First off, make sure you keep the fuel tank filled with fresh,
high-quality fuel. If the fuel in the tank is old, stale or
contaminated, then the motor will not run properly. If you leave
untreated fuel in the tank for more than a month or two, evaporating
hydrocarbons will eventually render the fuel almost useless. And, if
the fuel evaporates from the float bowls of the carburetor, it will
leave behind a gum-like material that can plug sensitive needles,
jets and passages.
It’s funny, but some people are
under the impression that carburetor tuning is a regular maintenance
task. But honestly, it’s not. The idle or high-speed mixture
screws should not require any attention unless something major has
changed, like the motor or the carburetor was rebuilt.
If the motor was running correctly
before it was put into storage, but doesn’t run right
immediately after removal from storage, the fuel supply and fuel
system are probably the first places I’ll look. And, this is
true even if the motor ran correctly for a few outings. Keep in mind
that gum or varnish which forms inside an improperly stored
carburetor may take a few hours of operation to brake loose and
suddenly clog a passage. Therefore if an engine performance problem
pops up early in the season, you MIGHT want to look at the fuel
system.
But when you do, don’t
immediately decide to adjust the carburetor(s) or don’t
immediately suspect the fuel injection system. Again, these are the
LEAST likely causes of the problem. When troubleshooting the fuel
system, take the same steps that you should take when troubleshooting
anything else. Start with the easiest items to check and the least
expensive items to fix.
Problems that occur only at idle or
only at high speed or load can easily be traced to the fuel system.
But before digging into the carburetor or fuel injection system
ALWAYS eliminate the fuel supply first.
If fuel starvation is a symptom first
suspect the tank vent, and the quickest way to eliminate that as a
possible problem is to operate without the tank cap installed or
closed.
Another easy diagnostic method that can
be used to eliminate problems with the fuel tank, pickup and lines is
to operate the motor on a “diagnostic” tank. Obtain a
portable marine fuel tank and hook it up to the motor, bypassing the
usual fuel supply. Whether or not this eliminates the problem, you’ve
already narrowed it down by half the possible components. If the fuel
pump is suspect, use a diagnostic tank that also has a fuel primer
bulb, when the problem occurs, have an assistant pump the bulb
repeatedly, which will in effect duplicate the action of the fuel
lift pump. Again, if the problem goes away, you’ve got your
culprit.
If you’ve decided it is time to
change or clean the fuel filter, there are a couple of basic types
which are all easily serviced or replaced. Most motors utilize some
form of an inline filter either between the fuel tank and pump or
between the pump and carburetor(s) or fuel injection vapor separator
tank.
Some inline filters are solid metal or
clear plastic housings which are clamped in the middle of two fuel
supply hoses. This style is easily removed and replaced by undoing
the clamps and carefully pulling the hoses free of the filter inlet
and outlet nipples.
Other inline filters consist of a 2
piece plastic or metal housing where a fuel filter bowl can be
removed from a filter cap. The bowl often threads into position or is
secured by a knurled knob which can be loosened by hand in order to
remove the bowl. Inside the bowl or cap of this style filter you’ll
find a removable filter screen. If the screen is not damaged it can
be rinsed in solvent and air dried (or VERY carefully blown dry using
low-pressure compressed air). When in doubt, this type of filter
screen is easily and inexpensively replaced.
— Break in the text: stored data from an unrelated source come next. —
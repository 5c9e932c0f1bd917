//! Remote gamepad listening for UDP datagrams.
//!
//! A phone or PC sends one text message per line:
//!
//! | Message | Meaning |
//! |---|---|
//! | `pad <n> <x> <y>` | pad `n` touched at (`x`, `y`), each in `-100..=100` |
//! | `pad <n> up` | pad `n` released |
//! | `btn <n>` | button `n` pressed |
//! | `wheel <percent>` | steering wheel position |
//!
//! Malformed lines are dropped and logged.

use std::collections::{HashMap, HashSet};
use std::io::ErrorKind;
use std::net::UdpSocket;
use std::sync::atomic::{AtomicBool, Ordering};
use std::sync::{Arc, Mutex, MutexGuard, PoisonError};
use std::thread::{self, JoinHandle};
use std::time::Duration;

use brick_types::BrickError;
use tracing::{debug, warn};

use crate::config::GamepadConfig;

const RECV_TIMEOUT: Duration = Duration::from_millis(100);

#[derive(Debug, Default)]
struct PadState {
    pads: HashMap<u8, (i32, i32)>,
    buttons: HashSet<u8>,
    wheel: Option<i32>,
}

impl PadState {
    fn apply(&mut self, line: &str) -> Result<(), BrickError> {
        let malformed = || BrickError::Protocol(format!("malformed gamepad message '{line}'"));
        let number = |token: Option<&str>| -> Result<i32, BrickError> {
            token
                .and_then(|t| t.parse::<i32>().ok())
                .ok_or_else(malformed)
        };
        let id = |token: Option<&str>| -> Result<u8, BrickError> {
            token.and_then(|t| t.parse::<u8>().ok()).ok_or_else(malformed)
        };

        let mut tokens = line.split_whitespace();
        match tokens.next() {
            Some("pad") => {
                let pad = id(tokens.next())?;
                match tokens.next() {
                    Some("up") => {
                        self.pads.remove(&pad);
                    }
                    x => {
                        let x = number(x)?;
                        let y = number(tokens.next())?;
                        self.pads.insert(pad, (x, y));
                    }
                }
            }
            Some("btn") => {
                self.buttons.insert(id(tokens.next())?);
            }
            Some("wheel") => {
                self.wheel = Some(number(tokens.next())?);
            }
            _ => return Err(malformed()),
        }
        Ok(())
    }
}

/// Gamepad state shared between the listener thread and scripts.
pub struct Gamepad {
    port: u16,
    state: Arc<Mutex<PadState>>,
    stop: Arc<AtomicBool>,
    listener: Option<JoinHandle<()>>,
}

impl Gamepad {
    /// Bind the configured UDP port and start listening.
    ///
    /// # Errors
    ///
    /// Returns [`BrickError::Configuration`] when the port cannot be bound.
    pub fn new(config: &GamepadConfig) -> Result<Self, BrickError> {
        let bind_err = |e: std::io::Error| BrickError::config("gamepad", format!("port {}: {e}", config.port));
        let socket = UdpSocket::bind(("0.0.0.0", config.port)).map_err(bind_err)?;
        socket.set_read_timeout(Some(RECV_TIMEOUT)).map_err(bind_err)?;
        let port = socket.local_addr().map_err(bind_err)?.port();

        let state = Arc::new(Mutex::new(PadState::default()));
        let stop = Arc::new(AtomicBool::new(false));
        let listener = {
            let state = Arc::clone(&state);
            let stop = Arc::clone(&stop);
            thread::Builder::new()
                .name("gamepad".to_string())
                .spawn(move || listen(&socket, &state, &stop))
                .map_err(|e| BrickError::config("gamepad", e.to_string()))?
        };

        Ok(Self {
            port,
            state,
            stop,
            listener: Some(listener),
        })
    }

    /// UDP port actually bound (differs from the configured one when it was `0`).
    pub fn port(&self) -> u16 {
        self.port
    }

    fn state(&self) -> MutexGuard<'_, PadState> {
        self.state.lock().unwrap_or_else(PoisonError::into_inner)
    }

    /// Current touch position of `pad`, if it is held.
    pub fn pad(&self, pad: u8) -> Option<(i32, i32)> {
        self.state().pads.get(&pad).copied()
    }

    /// Whether `button` was pressed since the last check; consumes the press.
    pub fn button_was_pressed(&self, button: u8) -> bool {
        self.state().buttons.remove(&button)
    }

    pub fn wheel(&self) -> Option<i32> {
        self.state().wheel
    }

    pub fn reset(&self) {
        *self.state() = PadState::default();
    }
}

impl Drop for Gamepad {
    fn drop(&mut self) {
        self.stop.store(true, Ordering::SeqCst);
        if let Some(listener) = self.listener.take() {
            let _ = listener.join();
        }
    }
}

fn listen(socket: &UdpSocket, state: &Mutex<PadState>, stop: &AtomicBool) {
    let mut buf = [0u8; 1024];
    while !stop.load(Ordering::SeqCst) {
        match socket.recv_from(&mut buf) {
            Ok((n, peer)) => {
                let text = String::from_utf8_lossy(&buf[..n]);
                let mut state = state.lock().unwrap_or_else(PoisonError::into_inner);
                for line in text.lines().filter(|l| !l.trim().is_empty()) {
                    if let Err(e) = state.apply(line) {
                        debug!(peer = %peer, error = %e, "gamepad message dropped");
                    }
                }
            }
            Err(e) if matches!(e.kind(), ErrorKind::WouldBlock | ErrorKind::TimedOut) => {}
            Err(e) => {
                warn!(error = %e, "gamepad socket failed, listener stopping");
                return;
            }
        }
    }
}
//! `brick-communicator` – remote control of the brick over TCP.
//!
//! A peer (usually the desktop IDE) connects to the [`CommandServer`] and
//! sends plain-text [`Command`]s to upload scripts, run them, or stop the
//! running one.  Script errors travel back to peers through a [`Messenger`].

pub mod command;
pub mod connection;
pub mod server;
pub mod storage;

#[cfg(test)]
mod testing;

pub use command::Command;
pub use connection::{Connection, ConnectionState, Dispatcher, ScriptHost};
pub use server::{CommandServer, DEFAULT_PORT, Messenger};
pub use storage::{FsStorage, Storage};
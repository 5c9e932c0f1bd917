//! [`EventBus`] – process-wide notifications between brick components.
//!
//! One [`tokio::sync::broadcast`] channel per [`Topic`]: a slow listener lags
//! and loses old events, it never holds up the publisher.  Publishing does
//! not need a runtime, so the script worker and device threads publish
//! directly.
//!
//! | Topic | Events |
//! |---|---|
//! | [`Topic::Scripts`] | Script started / direct script started / script completed |
//! | [`Topic::SystemAlerts`] | Emergency stops, shutdown requests, hardware faults |

use brick_types::{Event, EventPayload};
use tokio::sync::broadcast;
use tracing::trace;

/// Events buffered per topic before a lagging subscriber starts losing them.
const DEFAULT_CAPACITY: usize = 256;

/// Routing lanes of the event bus.
#[derive(Debug, Clone, Copy, PartialEq, Eq, Hash)]
pub enum Topic {
    /// Script lifecycle notifications.
    Scripts,
    /// Board-level alerts: stop, quit, faults.
    SystemAlerts,
}

impl Topic {
    /// The lane a payload travels on when published with [`EventBus::publish`].
    pub fn of(payload: &EventPayload) -> Self {
        match payload {
            EventPayload::ScriptStarted { .. }
            | EventPayload::DirectScriptStarted { .. }
            | EventPayload::ScriptCompleted { .. } => Topic::Scripts,
            EventPayload::BrickStopped
            | EventPayload::Quit
            | EventPayload::HardwareFault { .. } => Topic::SystemAlerts,
        }
    }
}

/// Handle to the bus.  Clones publish into and subscribe from the same
/// channels.
#[derive(Clone, Debug)]
pub struct EventBus {
    scripts: broadcast::Sender<Event>,
    system_alerts: broadcast::Sender<Event>,
}

impl EventBus {
    /// `capacity` events are buffered on each topic separately.
    pub fn new(capacity: usize) -> Self {
        let (scripts, _) = broadcast::channel(capacity);
        let (system_alerts, _) = broadcast::channel(capacity);
        Self {
            scripts,
            system_alerts,
        }
    }

    /// Send `event` on `topic` and return how many subscribers got it
    /// (`0` when nobody listens, which is fine).
    pub fn publish_to(&self, topic: Topic, event: Event) -> usize {
        match self.topic_sender(topic).send(event) {
            Ok(n) => n,
            Err(broadcast::error::SendError(event)) => {
                trace!(?topic, source = %event.source, "event dropped, no subscribers");
                0
            }
        }
    }

    /// Publish `payload` on the topic it belongs to, stamped with `source`.
    pub fn publish(&self, source: &str, payload: EventPayload) -> usize {
        let topic = Topic::of(&payload);
        self.publish_to(topic, Event::new(source, payload))
    }

    /// Listen on one topic.  Only events published after this call arrive.
    pub fn subscribe_to(&self, topic: Topic) -> TopicReceiver {
        TopicReceiver {
            topic,
            receiver: self.topic_sender(topic).subscribe(),
        }
    }

    fn topic_sender(&self, topic: Topic) -> &broadcast::Sender<Event> {
        match topic {
            Topic::Scripts => &self.scripts,
            Topic::SystemAlerts => &self.system_alerts,
        }
    }
}

impl Default for EventBus {
    fn default() -> Self {
        Self::new(DEFAULT_CAPACITY)
    }
}

// ---------------------------------------------------------------------------
// Subscriber side
// ---------------------------------------------------------------------------

/// Subscription returned by [`EventBus::subscribe_to`].
pub struct TopicReceiver {
    topic: Topic,
    receiver: broadcast::Receiver<Event>,
}

impl TopicReceiver {
    /// Next event.  `RecvError::Lagged(n)` means `n` events were lost to a
    /// full buffer; `RecvError::Closed` that every bus handle is gone.
    pub async fn recv(&mut self) -> Result<Event, broadcast::error::RecvError> {
        self.receiver.recv().await
    }

    /// Non-blocking variant of [`TopicReceiver::recv`] for synchronous callers.
    pub fn try_recv(&mut self) -> Result<Event, broadcast::error::TryRecvError> {
        self.receiver.try_recv()
    }

    pub fn topic(&self) -> Topic {
        self.topic
    }
}

#[cfg(test)]
mod tests {
    use super::*;

    #[tokio::test]
    async fn publish_routes_by_payload() -> Result<(), Box<dyn std::error::Error>> {
        let bus = EventBus::default();
        let mut scripts = bus.subscribe_to(Topic::Scripts);
        let mut alerts = bus.subscribe_to(Topic::SystemAlerts);

        bus.publish("test", EventPayload::DirectScriptStarted { script_id: 1 });
        bus.publish("test", EventPayload::BrickStopped);

        assert_eq!(
            scripts.recv().await?.payload,
            EventPayload::DirectScriptStarted { script_id: 1 }
        );
        assert_eq!(alerts.recv().await?.payload, EventPayload::BrickStopped);
        assert!(scripts.try_recv().is_err());
        Ok(())
    }

    #[test]
    fn publish_without_subscribers_is_not_an_error() {
        let bus = EventBus::default();
        assert_eq!(bus.publish("test", EventPayload::Quit), 0);
    }

    #[tokio::test]
    async fn every_subscriber_gets_a_copy() -> Result<(), Box<dyn std::error::Error>> {
        let bus = EventBus::default();
        let mut first = bus.subscribe_to(Topic::SystemAlerts);
        let mut second = bus.subscribe_to(Topic::SystemAlerts);

        assert_eq!(bus.publish("test", EventPayload::Quit), 2);

        assert_eq!(first.recv().await?.payload, EventPayload::Quit);
        assert_eq!(second.recv().await?.payload, EventPayload::Quit);
        Ok(())
    }

    #[tokio::test]
    async fn subscriber_does_not_receive_other_topic_events() {
        let bus = EventBus::default();
        let mut alerts = bus.subscribe_to(Topic::SystemAlerts);
        let _scripts = bus.subscribe_to(Topic::Scripts);

        bus.publish(
            "test",
            EventPayload::ScriptCompleted {
                script_id: 3,
                error: String::new(),
            },
        );

        let result =
            tokio::time::timeout(std::time::Duration::from_millis(50), alerts.recv()).await;
        assert!(result.is_err(), "alerts must not see script events");
    }

    #[tokio::test]
    async fn slow_subscriber_lags_instead_of_blocking() {
        let bus = EventBus::new(8);
        let mut slow = bus.subscribe_to(Topic::Scripts);

        for script_id in 0..100 {
            bus.publish("flood", EventPayload::DirectScriptStarted { script_id });
        }

        let result = slow.recv().await;
        assert!(
            matches!(result, Err(broadcast::error::RecvError::Lagged(_))),
            "slow subscriber should lag, got {result:?}"
        );
    }
}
Finally, many boats and some motors are
rigged using a disposable spin-on fuel filter or fuel filter and
water separator. These filters resemble automotive oil filters and
are removed or installed in exactly the same fashion. Often you’ll
want a strap or cap wrench for removal, as they tend to get stuck in
place after a season’s use. Once unthreaded, you’ll
normally find a small rubber gasket which again looks just like the
gasket on an oil filter. Before installing a replacement spin-on fuel
filter, be sure to lubricate the rubber gasket with a small dab of
engine oil (again, just like with a spin-on oil filter) to ensure a
good seal and to help make sure the filter comes off with ease next
time you need to replace it.
Many fuel tanks will contain a sock or
filter over the pick-up. These filters are usually life-time
components, but they can normally be accessed and changed by removing
the fuel pick-up from the tank. Similarly, many carburetors or even
some outboard fuel pumps may contain internal fuel filters which are
not periodically serviced, but which should be given attention during
overall or if you’ve encountered a severe fuel system
contamination problem. For details on servicing carburetors or fuel
pumps, you’ll need a good repair manual (such as a Seloc).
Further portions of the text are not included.